Ceux de mes lecteurs qui me feraient sérieusement cette objection, ne n’auraient pas encore compris.

Je sais qu’en toute chose il faut considérer le fond et la forme, la matière et l’œuvre ; c’est à cela que se réduit l’objection qui m’est faite. Mais je sais aussi qu’en dépit de leur distinction nécessaire, ces termes s’impliquent et se supposent, de manière que la forme sans le fond, ou le fond sans la forme, la matière sans l’œuvre, ou l’œuvre sans la matière, ne sont absolument rien. Ainsi, point de religion sans dogme, point de justice sans formules ; pareillement, point de poésie sans idée et sans sujet, point d’art sans matière plastique.

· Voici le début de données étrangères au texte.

//! Parsing of signed progress amounts such as `+10` or `-5`.

use crate::error::{Result, WorkError};

/// Parse a signed progress delta.
///
/// Accepts an optional `+`/`-` sign followed by decimal digits, with
/// surrounding whitespace ignored. Anything else is rejected.
pub fn parse_delta(raw: &str) -> Result<i32> {
    let trimmed = raw.trim();
    let digits = trimmed.strip_prefix(['+', '-']).unwrap_or(trimmed);
    if digits.is_empty() || !digits.chars().all(|c| c.is_ascii_digit()) {
        return Err(WorkError::InvalidInput(format!("invalid amount format: '{}'", raw)));
    }
    trimmed
        .parse::<i32>()
        .map_err(|_| WorkError::InvalidInput(format!("amount out of range: '{}'", raw)))
}

#[cfg(test)]
mod tests {
    use super::*;

    #[test]
    fn test_parse_signed_amounts() {
        assert_eq!(parse_delta("+10").unwrap(), 10);
        assert_eq!(parse_delta("-5").unwrap(), -5);
        assert_eq!(parse_delta(" 25 ").unwrap(), 25);
        assert_eq!(parse_delta("0").unwrap(), 0);
    }

    #[test]
    fn test_reject_non_numeric() {
        for raw in ["", "+", "ten", "10%", "1.5", "--3", "+-3"] {
            assert!(
                matches!(parse_delta(raw), Err(WorkError::InvalidInput(_))),
                "accepted {:?}",
                raw
            );
        }
    }

    #[test]
    fn test_reject_overflow() {
        assert!(matches!(parse_delta("99999999999"), Err(WorkError::InvalidInput(_))));
    }
}
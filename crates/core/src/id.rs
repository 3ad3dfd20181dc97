//! Unique identifiers for tasktree entities.

use serde::{Deserialize, Serialize};
use ulid::Ulid;

/// Unique identifier for a Task
#[derive(Debug, Clone, Copy, PartialEq, Eq, PartialOrd, Ord, Hash, Serialize, Deserialize)]
pub struct TaskId(Ulid);

impl TaskId {
    /// Generate a new TaskId
    pub fn new() -> Self {
        Self(Ulid::new())
    }
}

impl Default for TaskId {
    fn default() -> Self {
        Self::new()
    }
}

impl std::fmt::Display for TaskId {
    fn fmt(&self, f: &mut std::fmt::Formatter<'_>) -> std::fmt::Result {
        self.0.fmt(f)
    }
}

impl std::str::FromStr for TaskId {
    type Err = ulid::DecodeError;

    fn from_str(s: &str) -> Result<Self, Self::Err> {
        Ok(Self(s.parse()?))
    }
}

/// Unique identifier for a Project
#[derive(Debug, Clone, Copy, PartialEq, Eq, PartialOrd, Ord, Hash, Serialize, Deserialize)]
pub struct ProjectId(Ulid);

impl ProjectId {
    /// Generate a new ProjectId
    pub fn new() -> Self {
        Self(Ulid::new())
    }
}

impl Default for ProjectId {
    fn default() -> Self {
        Self::new()
    }
}

impl std::fmt::Display for ProjectId {
    fn fmt(&self, f: &mut std::fmt::Formatter<'_>) -> std::fmt::Result {
        self.0.fmt(f)
    }
}

impl std::str::FromStr for ProjectId {
    type Err = ulid::DecodeError;

    fn from_str(s: &str) -> Result<Self, Self::Err> {
        Ok(Self(s.parse()?))
    }
}

/// Unique identifier for a User
#[derive(Debug, Clone, Copy, PartialEq, Eq, PartialOrd, Ord, Hash, Serialize, Deserialize)]
pub struct UserId(Ulid);

impl UserId {
    /// Generate a new UserId
    pub fn new() -> Self {
        Self(Ulid::new())
    }
}

impl Default for UserId {
    fn default() -> Self {
        Self::new()
    }
}

impl std::fmt::Display for UserId {
    fn fmt(&self, f: &mut std::fmt::Formatter<'_>) -> std::fmt::Result {
        self.0.fmt(f)
    }
}

impl std::str::FromStr for UserId {
    type Err = ulid::DecodeError;

    fn from_str(s: &str) -> Result<Self, Self::Err> {
        Ok(Self(s.parse()?))
    }
}
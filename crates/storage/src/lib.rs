//! Storage abstraction and implementations for tasktree.
//!
//! This crate provides a trait-based storage interface with a JSON file
//! backend and, behind the `sqlite` feature, an SQLite backend.

#![warn(missing_docs)]

pub mod trait_;
pub mod json_storage;
#[cfg(feature = "sqlite")]
pub mod sqlite_storage;

pub use trait_::{Storage, StorageError, Result};
pub use json_storage::JsonStorage;
#[cfg(feature = "sqlite")]
pub use sqlite_storage::SqliteStorage;
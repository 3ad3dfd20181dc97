//! Parse errors for core value types.

/// A string could not be parsed into a core value type.
#[derive(Debug, Clone, PartialEq, Eq, thiserror::Error)]
#[error("invalid {kind}: '{value}'")]
pub struct ParseError {
    kind: &'static str,
    value: String,
}

impl ParseError {
    /// Create a parse error for `kind` (e.g. "priority").
    pub fn new(kind: &'static str, value: impl Into<String>) -> Self {
        Self {
            kind,
            value: value.into(),
        }
    }
}
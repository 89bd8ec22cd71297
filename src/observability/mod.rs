//! Observability subsystem.
//!
//! # Data Flow
//! ```text
//! Compiler, router, watcher produce:
//!     → logging.rs (structured log events on stderr)
//!     → metrics.rs (decision and rule counters)
//! ```
//!
//! # Design Decisions
//! - Structured logging (JSON optional) for machine parsing
//! - Metrics are cheap (atomic increments, no-op without a recorder)

pub mod logging;
pub mod metrics;
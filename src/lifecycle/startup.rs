//! Startup orchestration.
//!
//! # Responsibilities
//! - Load the configured rules file and compile it
//! - Report every dropped rule
//! - Assemble the router and the hot-swappable rule table
//!
//! # Design Decisions
//! - A rules file that cannot be read or parsed is fatal at startup,
//!   but only logged on reload (the current rules stay in place)
//! - Individual bad rules are never fatal

use crate::config::{EdgeConfig, RulesConfig};
use crate::observability::metrics;
use crate::routing::{Router, RuleTable};
use crate::rules::source::load_rules;
use crate::rules::{CompileOutcome, LoadError, RuleCompiler, RuleSet};

/// Build the compiler described by the rules configuration.
pub fn build_compiler(rules: &RulesConfig) -> RuleCompiler {
    RuleCompiler::new().with_localized_prefixes(rules.localized_prefixes.clone())
}

/// Read and compile the rules file, returning compilation errors alongside.
pub fn compile_rules(
    rules: &RulesConfig,
    compiler: &RuleCompiler,
) -> Result<CompileOutcome, LoadError> {
    let source = load_rules(&rules.path, rules.format)?;
    let outcome = compiler.compile(&source);

    for error in &outcome.errors {
        tracing::warn!(
            path = %rules.path.display(),
            location = %error.location,
            error = %error.reason,
            "Dropping rule"
        );
    }
    metrics::record_rule_errors(outcome.errors.len());
    metrics::record_rule_count(outcome.rules.len());

    tracing::info!(
        path = %rules.path.display(),
        rules = outcome.rules.len(),
        dropped = outcome.errors.len(),
        "Rules compiled"
    );
    Ok(outcome)
}

/// Read and compile the rules file, keeping only the usable rules.
pub fn load_rule_set(rules: &RulesConfig, compiler: &RuleCompiler) -> Result<RuleSet, LoadError> {
    compile_rules(rules, compiler).map(|outcome| outcome.rules)
}

/// Build a router from configuration.
pub fn build_router(config: &EdgeConfig, compiler: &RuleCompiler) -> Result<Router, LoadError> {
    let rules = load_rule_set(&config.rules, compiler)?;
    Ok(Router::new(rules).with_origin_defaults(config.origin.clone()))
}

/// Build the shared rule table from configuration.
pub fn build_table(config: &EdgeConfig, compiler: &RuleCompiler) -> Result<RuleTable, LoadError> {
    build_router(config, compiler).map(RuleTable::new)
}

#[cfg(test)]
mod tests {
    use super::*;
    use crate::routing::RequestDescriptor;
    use std::fs;

    #[test]
    fn test_build_router_from_files() {
        let dir = tempfile::tempdir().unwrap();
        let rules_path = dir.path().join("rules.txt");
        fs::write(&rules_path, "/old 301 /new\n/broken( 301 /x\n").unwrap();

        let mut config = EdgeConfig::default();
        config.rules.path = rules_path;
        config.rules.localized_prefixes = vec!["zh".into()];
        let compiler = build_compiler(&config.rules);

        let outcome = compile_rules(&config.rules, &compiler).unwrap();
        assert_eq!(outcome.rules.len(), 2);
        assert_eq!(outcome.errors.len(), 1);

        let router = build_router(&config, &compiler).unwrap();
        let output = router.route(&RequestDescriptor::new("/zh/old", "example.com")).unwrap();
        assert_eq!(output.as_redirect().unwrap().location, "/zh/new");
    }

    #[test]
    fn test_missing_rules_file() {
        let mut config = EdgeConfig::default();
        config.rules.path = "/nonexistent/rules.txt".into();
        let compiler = build_compiler(&config.rules);
        assert!(build_table(&config, &compiler).is_err());
    }
}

La question est donc, en ce qui touche la Religion, la Justice, et la Guerre, les deux premières considérées comme fond, la dernière, comme expression, symbole ou formule ; la question, dis-je, est, non pas de distinguer entre le fond et la forme, mais de savoir, d’abord, si le fond pouvait exister sans la forme ; en second lieu, si, ne pouvant exister sans forme, il pouvait en revêtir une autre que celle qui lui a été donnée, ce que je nie positivement. De même, en ce qui touche la Poésie, considérée comme faculté de l’idéal, et la Guerre, considérée comme objet d’exploitation épique ou artistique, la question n’est pas non plus de distinguer, en général, entre l’œuvre et la matière, mais de savoir si la poésie, la faculté de créer l’idéal, ayant besoin pour cette idéalisation d’une réalité matérielle et vivante, pouvait se manifester, dans sa plénitude, sans sujets guerriers ; ce que je nie de nouveau de toute l’énergie de ma conviction.